Ajaran Yesus Kristus menekankan keaktifan berbuat. Kalau kita ingin dikasihi, kita harus aktif mengasihi orang lain.
'Segala sesuatu yang kamu kehendaki supaya orang perbuat kepadamu, perbuatlah demikian juga kepada mereka.'(Mateus 7 : 12).

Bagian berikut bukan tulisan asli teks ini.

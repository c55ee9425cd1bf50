//! Match report in JSON and text form.
//!
//! A [`MatchReport`] collects one [`GameSummary`] per game as the match
//! runs, then takes the final tally from the [`Scoreboard`].
//!
//! ```json
//! {
//!   "candidate": "./my-engine",
//!   "reference": "stockfish",
//!   "games_played": 2,
//!   "wins": 1,
//!   "losses": 0,
//!   "draws": 1,
//!   "aborted": [],
//!   "elo": 191.3,
//!   "elo_margin": null,
//!   "games": [
//!     { "game": 1, "white": "candidate", "black": "reference", "result": "white_wins",
//!       "termination": "checkmate, white wins", "moves": [{ "uci": "e2e4", "info": { "depth": 8 } }] }
//!   ]
//! }
//! ```

use crate::elo::EloEstimate;
use crate::game_runner::{GameRecord, GameResult, MoveRecord, Termination};
use crate::match_runner::{AbortRecord, ColorAssignment, EngineIdentity, Scoreboard};
use serde::Serialize;
use std::fmt;
use std::path::Path;

/// One game as it appears in the report.
#[derive(Debug, Clone, Serialize)]
pub struct GameSummary {
    /// One-based game number.
    pub game: usize,
    pub white: EngineIdentity,
    pub black: EngineIdentity,
    pub result: GameResult,
    pub termination: Termination,
    pub moves: Vec<MoveRecord>,
}

/// Result of a whole match.
#[derive(Debug, Clone, Serialize)]
pub struct MatchReport {
    pub candidate: String,
    pub reference: String,
    pub games_played: u32,
    pub wins: u32,
    pub losses: u32,
    pub draws: u32,
    pub aborted: Vec<AbortRecord>,
    pub elo: EloEstimate,
    pub elo_margin: Option<f64>,
    pub games: Vec<GameSummary>,
}

impl MatchReport {
    /// An empty report for the two named engines.
    pub fn new(candidate: impl Into<String>, reference: impl Into<String>) -> Self {
        Self {
            candidate: candidate.into(),
            reference: reference.into(),
            games_played: 0,
            wins: 0,
            losses: 0,
            draws: 0,
            aborted: Vec::new(),
            elo: EloEstimate::Undefined,
            elo_margin: None,
            games: Vec::new(),
        }
    }

    /// Adds game `index` (zero-based).
    pub fn push_game(&mut self, index: usize, assignment: &ColorAssignment, record: &GameRecord) {
        self.games.push(GameSummary {
            game: index + 1,
            white: assignment.white,
            black: assignment.black,
            result: record.result.clone(),
            termination: record.termination.clone(),
            moves: record.moves.clone(),
        });
    }

    /// Copies the tally and estimate from the final scoreboard.
    pub fn finish(&mut self, scoreboard: &Scoreboard) {
        let c = EngineIdentity::Candidate;
        self.games_played = scoreboard.games_played();
        self.wins = scoreboard.wins(c);
        self.losses = scoreboard.losses(c);
        self.draws = scoreboard.draws();
        self.aborted = scoreboard.aborted().to_vec();
        self.elo = scoreboard.estimate();
        self.elo_margin = scoreboard.error_margin();
    }

    pub fn to_json_pretty(&self) -> serde_json::Result<String> {
        serde_json::to_string_pretty(self)
    }

    /// Writes the report as pretty-printed JSON.
    pub fn write_json<P: AsRef<Path>>(&self, path: P) -> std::io::Result<()> {
        let file = std::fs::File::create(path)?;
        serde_json::to_writer_pretty(file, self)?;
        Ok(())
    }
}

impl fmt::Display for MatchReport {
    fn fmt(&self, f: &mut fmt::Formatter<'_>) -> fmt::Result {
        writeln!(f, "{} vs {}", self.candidate, self.reference)?;
        writeln!(
            f,
            "Score: +{} -{} ={} ({} games)",
            self.wins, self.losses, self.draws, self.games_played
        )?;
        if !self.aborted.is_empty() {
            writeln!(f, "Aborted: {} (not scored)", self.aborted.len())?;
            for abort in &self.aborted {
                writeln!(f, "  game {}: {} at {}", abort.game + 1, abort.reason, abort.fen)?;
            }
        }
        match self.elo_margin {
            Some(margin) => write!(f, "Elo difference: {} +/- {:.1}", self.elo, margin),
            None => write!(f, "Elo difference: {}", self.elo),
        }
    }
}

#[cfg(test)]
mod tests {
    use super::*;
    use crate::game_runner::AbortReason;
    use crate::match_runner::ColorSchedule;
    use chess_rules::{Color, GameOverKind, Position};
    use uci::EngineInfo;

    fn decisive(winner: Color) -> GameRecord {
        GameRecord {
            white_name: "a".to_string(),
            black_name: "b".to_string(),
            result: GameResult::from_game_over(GameOverKind::Checkmate { winner }),
            termination: Termination::Rules(GameOverKind::Checkmate { winner }),
            moves: vec![MoveRecord {
                uci: "e2e4".to_string(),
                info: EngineInfo::parse("info depth 8 score cp 30"),
            }],
        }
    }

    fn sample() -> MatchReport {
        let schedule = ColorSchedule::alternating(3);
        let games = [
            decisive(Color::White),
            decisive(Color::White),
            GameRecord::not_started(
                "candidate",
                "reference",
                &crate::engine::EngineError::Timeout {
                    waited: std::time::Duration::from_secs(1),
                },
            ),
        ];

        let mut report = MatchReport::new("mine", "stockfish");
        let mut board = Scoreboard::new();
        for (i, record) in games.iter().enumerate() {
            let assignment = schedule.assignment(i).unwrap();
            board.record(i, assignment, &record.result);
            report.push_game(i, assignment, record);
        }
        report.finish(&board);
        report
    }

    #[test]
    fn test_finish_copies_candidate_tally() {
        let report = sample();
        assert_eq!(report.games_played, 3);
        assert_eq!(report.wins, 1);
        assert_eq!(report.losses, 1);
        assert_eq!(report.draws, 0);
        assert_eq!(report.aborted.len(), 1);
        assert_eq!(report.aborted[0].reason, AbortReason::Timeout);
        assert_eq!(report.aborted[0].fen, Position::STARTPOS);
        assert_eq!(report.elo, EloEstimate::Finite(0.0));
    }

    #[test]
    fn test_json_structure() {
        let json: serde_json::Value =
            serde_json::from_str(&sample().to_json_pretty().unwrap()).unwrap();

        assert_eq!(json["candidate"], "mine");
        assert_eq!(json["wins"], 1);
        assert_eq!(json["aborted"][0]["reason"], "timeout");
        assert_eq!(json["games"][0]["game"], 1);
        assert_eq!(json["games"][0]["white"], "candidate");
        assert_eq!(json["games"][0]["result"], "white_wins");
        assert_eq!(json["games"][0]["termination"], "checkmate, white wins");
        assert_eq!(json["games"][0]["moves"][0]["info"]["depth"], 8);
        assert_eq!(json["games"][1]["white"], "reference");
        assert_eq!(json["games"][2]["result"]["aborted"]["reason"], "timeout");
    }

    #[test]
    fn test_write_json_creates_valid_file() {
        let dir = tempfile::tempdir().unwrap();
        let path = dir.path().join("match.json");
        sample().write_json(&path).unwrap();

        let content = std::fs::read_to_string(&path).unwrap();
        let parsed: serde_json::Value = serde_json::from_str(&content).unwrap();
        assert_eq!(parsed["reference"], "stockfish");
        assert_eq!(parsed["games"].as_array().unwrap().len(), 3);
    }

    #[test]
    fn test_text_summary() {
        let text = sample().to_string();
        assert!(text.starts_with("mine vs stockfish\n"));
        assert!(text.contains("Score: +1 -1 =0 (3 games)"));
        assert!(text.contains("game 3: timeout at "));
        // Two scored games are too few for a margin.
        assert!(text.ends_with("Elo difference: +0.0"));
    }

    #[test]
    fn test_empty_report_is_undefined() {
        let mut report = MatchReport::new("a", "b");
        report.finish(&Scoreboard::new());
        assert!(report.to_string().ends_with("Elo difference: undefined"));
        let json: serde_json::Value =
            serde_json::from_str(&report.to_json_pretty().unwrap()).unwrap();
        assert_eq!(json["elo"], "undefined");
        assert!(json["elo_margin"].is_null());
    }
}
//! Branching level choice: one decision point with a fixed set of options.
//!
//! Stored flat. Each option maps a choice id to the level it leads to.

use serde::Serialize;

use super::level::LevelId;

#[derive(Clone, Debug, PartialEq, Eq, Serialize)]
pub struct ChoiceOption {
    pub id: u32,
    pub text: String,
    #[serde(skip)]
    pub target: LevelId,
}

#[derive(Clone, Debug, Default)]
pub struct LevelChoice {
    prompt: String,
    options: Vec<ChoiceOption>,
}

impl LevelChoice {
    pub fn new(prompt: impl Into<String>) -> Self {
        LevelChoice { prompt: prompt.into(), options: vec![] }
    }

    /// A level with nothing to choose.
    pub fn none() -> Self {
        LevelChoice::default()
    }

    /// Add an option. A later option with the same id replaces the earlier one.
    pub fn with_option(mut self, id: u32, text: impl Into<String>, target: LevelId) -> Self {
        let option = ChoiceOption { id, text: text.into(), target };
        match self.options.iter_mut().find(|o| o.id == id) {
            Some(existing) => *existing = option,
            None => self.options.push(option),
        }
        self
    }

    pub fn prompt(&self) -> &str {
        &self.prompt
    }

    pub fn options(&self) -> &[ChoiceOption] {
        &self.options
    }

    pub fn is_empty(&self) -> bool {
        self.options.is_empty()
    }

    /// Level reached by choice `id`, if it is one of the options.
    pub fn target_level(&self, id: u32) -> Option<LevelId> {
        self.options.iter().find(|o| o.id == id).map(|o| o.target)
    }
}
//! Player physics against a tile grid. Single source of truth for movement.
//!
//! ## Vertical step (once per tick)
//!
//!   1. Airborne → `vy += gravity`, then clamp to ±`max_fall`.
//!   2. `steps = round(|vy|)`, `dir = sign(vy)`.
//!   3. Move one tile at a time. The first blocked tile zeroes `vy`, grounds
//!      the player if moving down, and ends the loop. A tick can cover up to
//!      `round(max_fall)` tiles, but never passes through a solid tile.
//!   4. Support re-check, authoritative: solid below → grounded with `vy = 0`,
//!      otherwise airborne. Runs every tick, moving or not.
//!
//! ## Horizontal moves and jumps
//!
//! Not part of the tick. A move command shifts one column if the target cell
//! is free; a jump command only works while grounded.

use super::entity::PlayerState;
use super::grid::Grid;

pub const GRAVITY: f64 = 0.4;
pub const JUMP_VELOCITY: f64 = -2.0;
pub const MAX_FALL: f64 = 2.0;

/// Tunable physics constants. Negative velocity is upward.
#[derive(Clone, Copy, Debug, PartialEq)]
pub struct PhysicsParams {
    pub gravity: f64,
    pub jump_velocity: f64,
    pub max_fall: f64,
}

impl Default for PhysicsParams {
    fn default() -> Self {
        PhysicsParams {
            gravity: GRAVITY,
            jump_velocity: JUMP_VELOCITY,
            max_fall: MAX_FALL,
        }
    }
}

/// What happened during one vertical step.
#[derive(Clone, Copy, Debug, Default, PartialEq, Eq)]
pub struct StepReport {
    /// Airborne → grounded transition.
    pub landed: bool,
    /// Hit a solid tile mid-step (ceiling or floor).
    pub bumped: bool,
}

// ══════════════════════════════════════════════════════════════
// Tick
// ══════════════════════════════════════════════════════════════

pub fn step(player: &mut PlayerState, grid: &Grid, params: &PhysicsParams) -> StepReport {
    let was_grounded = player.grounded;
    let limit = fall_limit(params);
    let mut report = StepReport::default();

    // Corrupted velocity (restored from a bad snapshot) is treated as rest
    if !player.vy.is_finite() {
        player.vy = 0.0;
    }

    if !player.grounded {
        let vy = player.vy + params.gravity;
        player.vy = if vy.is_finite() { vy.clamp(-limit, limit) } else { 0.0 };
    }

    let steps = player.vy.abs().round() as i32;
    let dir = if player.vy > 0.0 { 1 } else { -1 };

    for _ in 0..steps {
        let new_y = player.y.saturating_add(dir);
        if grid.is_blocked(player.x, new_y) {
            player.vy = 0.0;
            if dir > 0 {
                player.grounded = true;
            }
            report.bumped = true;
            break;
        }
        player.y = new_y;
    }

    // Standing check overrides whatever the substeps decided
    if grid.is_blocked(player.x, player.y.saturating_add(1)) {
        player.grounded = true;
        player.vy = 0.0;
    } else {
        player.grounded = false;
    }

    report.landed = !was_grounded && player.grounded;
    report
}

/// Speed cap in use. A NaN or negative `max_fall` reads as `MAX_FALL`.
fn fall_limit(params: &PhysicsParams) -> f64 {
    if params.max_fall.is_finite() && params.max_fall >= 0.0 {
        params.max_fall
    } else {
        MAX_FALL
    }
}

// ══════════════════════════════════════════════════════════════
// Commands
// ══════════════════════════════════════════════════════════════

/// Shift one column left (`dx < 0`) or right (`dx > 0`) if the target cell is
/// free. Returns whether the player moved.
pub fn try_move(player: &mut PlayerState, grid: &Grid, dx: i32) -> bool {
    let dx = dx.signum();
    let target = player.x.saturating_add(dx);
    if dx == 0 || grid.is_blocked(target, player.y) {
        return false;
    }
    player.x = target;
    true
}

/// Start a jump. Ignored (returns false) unless grounded.
pub fn try_jump(player: &mut PlayerState, params: &PhysicsParams) -> bool {
    if !player.grounded {
        return false;
    }
    player.vy = params.jump_velocity;
    player.grounded = false;
    true
}

// ══════════════════════════════════════════════════════════════
// Unit tests
// ══════════════════════════════════════════════════════════════
//! Per-tick history and replay playback.
//!
//! ## Recording
//!
//! `ReplayRecorder` is an append-only FIFO of player snapshots. The session
//! appends one frame per normal tick and stops appending while a playback is
//! running. An optional cap evicts the oldest frame once full.
//!
//! ## Playback
//!
//! `start_playback()` hands out a `Playback` that owns its OWN copy of the
//! frames. The recorder is not touched: anything recorded afterwards lands in
//! the recorder only, never in a playback already handed out.

use std::collections::VecDeque;

use crate::domain::entity::PlayerState;

#[derive(Clone, Debug, Default)]
pub struct ReplayRecorder {
    frames: VecDeque<PlayerState>,
    /// `None` = unbounded.
    max_frames: Option<usize>,
}

impl ReplayRecorder {
    pub fn new() -> Self {
        ReplayRecorder::default()
    }

    /// Recorder keeping at most `max_frames` frames. `0` means unbounded.
    pub fn with_capacity_limit(max_frames: usize) -> Self {
        ReplayRecorder {
            frames: VecDeque::new(),
            max_frames: (max_frames > 0).then_some(max_frames),
        }
    }

    /// Append a copy of `state`, evicting the oldest frame if at the cap.
    pub fn record(&mut self, state: &PlayerState) {
        if let Some(max) = self.max_frames {
            while self.frames.len() >= max {
                self.frames.pop_front();
            }
        }
        self.frames.push_back(*state);
    }

    /// Independent copy of everything recorded so far, oldest first.
    pub fn start_playback(&self) -> Playback {
        Playback {
            frames: self.frames.clone(),
            total: self.frames.len(),
        }
    }

    pub fn len(&self) -> usize {
        self.frames.len()
    }

    pub fn is_empty(&self) -> bool {
        self.frames.is_empty()
    }

    pub fn clear(&mut self) {
        self.frames.clear();
    }
}

/// A replay being consumed frame by frame.
#[derive(Clone, Debug)]
pub struct Playback {
    frames: VecDeque<PlayerState>,
    total: usize,
}

impl Playback {
    /// Next frame (oldest first). `None` = playback complete.
    pub fn next_frame(&mut self) -> Option<PlayerState> {
        self.frames.pop_front()
    }

    pub fn total(&self) -> usize {
        self.total
    }
}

Aku salut dgn Yesus yang mengaktifkan kita untuk berbuat(yg baik), dan tidak mengabaikan prinsip etika Confucius, Hillel, Philo, Socrates, dan Pengikut Stoa. Semuanya mengajarkan moral, perilaku sosial yang kadang tiap hari kita hadapi dengan sesama. Dan keaktifan berbuat mengundang kita untuk lebih memaknai hidup yang menghidupkan sesama.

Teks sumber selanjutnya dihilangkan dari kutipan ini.